June 21, 2010

 

Hong Kong ramps up pig inspection on new virus

 

 

Scientists from Hong Kong are calling for ramped-up surveillance of pig populations after discovering a new swine flu virus that is a hybrid of the pandemic AH1N1 virus and viruses previously found in pigs.

 

The discovery of the virus, found early this year in a pig taken to slaughter in Hong Kong, suggests what experts have feared: the AH1N1 virus may reassort easily with other viruses in pigs.

 

That is a process that could generate new flu viruses that might have the capacity to sicken humans, they warned, noting two viruses high on the pandemic watch list - H5N1 and H9N2 - are occasionally found in swine in Asia.

 

The discovery was reported by scientists from the University of Hong Kong and Shantou University Medical College in Guangdong province, China.
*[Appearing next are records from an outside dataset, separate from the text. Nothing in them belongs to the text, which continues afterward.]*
//! # Request Builder
//!
//! Turns a token sequence into a validated, immutable `RequestDescriptor`.
//! Every parameter goes through one explicit rule table (`classify`) that decides whether it
//! becomes a header, the raw body, a body field or a query pair.

use crate::application::target::is_private_or_local_host;
use crate::domain::errors::ValidationError;
use crate::domain::types::{
    Method, Parameter, RenderOptions, RequestBody, RequestDescriptor, TokenSequence,
};
use indexmap::IndexMap;
use regex::Regex;
use reqwest::Url;
use reqwest::header::{HeaderName, HeaderValue};
use std::sync::LazyLock;

/// Header names recognised without an explicit `h:` prefix.
static KNOWN_HEADER: LazyLock<Regex> = LazyLock::new(|| {
    Regex::new(
        r"(?i)^(x-[a-z0-9-]+|accept(-[a-z]+)?|authorization|proxy-authorization|content-type|content-language|cache-control|cookie|user-agent|origin|referer|prefer|api-key|apikey|if-(match|none-match|modified-since|unmodified-since))$",
    )
    .expect("known header pattern is valid")
});

/// Schemes kept as-is when given through `auth:`; anything else is treated as a bearer token.
const AUTH_SCHEMES: [&str; 4] = ["bearer", "basic", "token", "digest"];

/// Size bounds on a single descriptor.
#[derive(Debug, Clone)]
pub struct BuilderLimits {
    pub max_parameters: usize,
    pub max_value_len: usize,
    pub allow_private_targets: bool,
}

impl Default for BuilderLimits {
    fn default() -> Self {
        Self {
            max_parameters: 32,
            max_value_len: 1024,
            allow_private_targets: false,
        }
    }
}

/// Where a parameter ends up. First matching rule wins, in declaration order.
#[derive(Debug, Clone, Copy, PartialEq, Eq)]
pub enum ParamRule {
    /// `auth:<token>` becomes `Authorization: Bearer <token>`.
    Authorization,
    /// `header:Name:value` or `h:Name:value`.
    ExplicitHeader,
    /// `body:<text>` is sent verbatim.
    RawBody,
    /// A key that is itself a well-known header name.
    KnownHeader,
    Query,
    BodyField,
}

pub fn classify(key: &str, method: Method) -> ParamRule {
    let lower = key.to_ascii_lowercase();
    match lower.as_str() {
        "auth" => ParamRule::Authorization,
        "header" | "h" => ParamRule::ExplicitHeader,
        "body" => ParamRule::RawBody,
        _ if KNOWN_HEADER.is_match(key) => ParamRule::KnownHeader,
        _ if method.carries_body() => ParamRule::BodyField,
        _ => ParamRule::Query,
    }
}

pub fn build(tokens: TokenSequence, limits: &BuilderLimits) -> Result<RequestDescriptor, ValidationError> {
    let method = Method::parse(&tokens.method)
        .ok_or_else(|| ValidationError::UnsupportedMethod(tokens.method.clone()))?;
    let url = validate_url(&tokens.url, limits.allow_private_targets)?;
    let options = parse_flags(&tokens.flags)?;

    if tokens.parameters.len() > limits.max_parameters {
        return Err(ValidationError::TooManyParameters {
            count: tokens.parameters.len(),
            max: limits.max_parameters,
        });
    }

    let mut query = IndexMap::new();
    let mut headers = IndexMap::new();
    let mut fields = IndexMap::new();
    let mut raw_body = None;

    for Parameter { key, value } in tokens.parameters {
        if value.len() > limits.max_value_len {
            return Err(ValidationError::ValueTooLong {
                len: value.len(),
                max: limits.max_value_len,
                key,
            });
        }

        match classify(&key, method) {
            ParamRule::Authorization => {
                if value.trim().is_empty() {
                    return Err(ValidationError::InvalidHeader("Authorization".to_string()));
                }
                insert_header(&mut headers, "Authorization", authorization_value(&value))?;
            }
            ParamRule::ExplicitHeader => {
                let (name, header_value) = value
                    .split_once(':')
                    .ok_or_else(|| ValidationError::InvalidHeader(value.trim().to_string()))?;
                insert_header(&mut headers, name.trim(), header_value.trim().to_string())?;
            }
            ParamRule::KnownHeader => {
                insert_header(&mut headers, &key, value.trim().to_string())?;
            }
            ParamRule::RawBody => {
                if !method.carries_body() {
                    return Err(ValidationError::BodyNotAllowed(method.to_string()));
                }
                raw_body = Some(value);
            }
            ParamRule::Query => {
                query.insert(key, value);
            }
            ParamRule::BodyField => {
                fields.insert(key, typed_value(&value));
            }
        }
    }

    let body = match (raw_body, method.carries_body()) {
        (Some(_), _) if !fields.is_empty() => return Err(ValidationError::ConflictingBody),
        (Some(raw), _) => Some(RequestBody::Raw(raw)),
        (None, true) => Some(RequestBody::Fields(fields)),
        (None, false) => None,
    };

    Ok(RequestDescriptor::new(method, url, query, headers, body, options))
}

fn validate_url(raw: &str, allow_private: bool) -> Result<Url, ValidationError> {
    let invalid = |reason: String| ValidationError::InvalidUrl {
        url: raw.to_string(),
        reason,
    };

    let url = Url::parse(raw).map_err(|e| invalid(e.to_string()))?;

    if !matches!(url.scheme(), "http" | "https") {
        return Err(invalid("only http:// and https:// URLs are supported".to_string()));
    }
    if !url.username().is_empty() || url.password().is_some() {
        return Err(invalid("credentials in the URL are not allowed, use auth:<token>".to_string()));
    }

    let host = url
        .host_str()
        .filter(|h| !h.is_empty())
        .ok_or_else(|| invalid("URL must include a host".to_string()))?;

    if !allow_private && is_private_or_local_host(host) {
        return Err(ValidationError::ForbiddenTarget {
            host: host.to_string(),
        });
    }

    Ok(url)
}

fn parse_flags(flags: &[String]) -> Result<RenderOptions, ValidationError> {
    let mut options = RenderOptions::default();
    for flag in flags {
        match flag.as_str() {
            "--raw" => options.raw = true,
            "--headers" => options.all_headers = true,
            other => return Err(ValidationError::UnknownFlag(other.to_string())),
        }
    }
    Ok(options)
}

fn authorization_value(value: &str) -> String {
    let value = value.trim();
    let has_scheme = value
        .split_once(' ')
        .is_some_and(|(scheme, _)| AUTH_SCHEMES.contains(&scheme.to_ascii_lowercase().as_str()));
    if has_scheme {
        value.to_string()
    } else {
        format!("Bearer {value}")
    }
}

/// Header names compare case-insensitively; the first spelling is kept, the last value wins.
fn insert_header(
    headers: &mut IndexMap<String, String>,
    name: &str,
    value: String,
) -> Result<(), ValidationError> {
    if HeaderName::from_bytes(name.as_bytes()).is_err() || HeaderValue::from_str(&value).is_err() {
        return Err(ValidationError::InvalidHeader(name.to_string()));
    }

    let existing = headers
        .keys()
        .find(|k| k.eq_ignore_ascii_case(name))
        .cloned();
    headers.insert(existing.unwrap_or_else(|| name.to_string()), value);
    Ok(())
}

/// Body values are typed: `null`, booleans, numbers and any JSON literal keep their type.
fn typed_value(raw: &str) -> serde_json::Value {
    serde_json::from_str(raw).unwrap_or_else(|_| serde_json::Value::String(raw.to_string()))
}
It was published Friday (June 18) in the journal Science.

 

It is the first report of a reassortment of the pandemic virus, which in humans has been slow to evolve. Nancy Cox, head of the influenza division at the US Centers for Disease Control said surveillance shows little significant variation in the viruses isolated from people and no need yet to update the virus used to make human flu vaccine.

 

Pigs are called the mixing vessel of flu because they can be infected both by avian flu viruses and by human viruses. When pigs become simultaneously infected with more than one virus, the viruses can swap genes, producing new variants that can pass to humans and sometimes spread among them.

 

One of the senior authors of the paper said the fact the first reassortant involving pandemic AH1N1 has been found in swine underscores the role the animals play.

 

Over the past year, especially in the early days of the pandemic, AH1N1 would have had plenty of opportunities to reassort with human flu viruses in people, researchers said.

 

"It has been in pigs for a much shorter time and as far as we can tell to a more limited extent and already we can detect a reassortant. So it suggests -- although the numbers are very small yet -- that probably it is not difficult really for the pandemic virus to reassort with other pig viruses," said Dr. Peiris, a microbiologist at the University of Hong Kong.

 

Late last October, they started finding pandemic AH1N1 viruses in some of the pigs in their research. Those viruses appeared to be the product of human-to-pig transmission, Peiris explained.

 

But in early January, one of the swabbing forays produced a novel finding - a virus that had internal genes from one line of swine flu viruses, a hemagglutinin from a Eurasian avian flu lineage and the neuraminidase gene from the human pandemic AH1N1.

 

However, there is no evidence the virus is continuing to spread or that it is inherently more virulent than AH1N1.

 

Meanwhile, scientists in the swine flu community have been questioning whether pandemic H1N1, which has been found in pigs in multiple countries around the world, would become established as one of the circulating viruses in herds.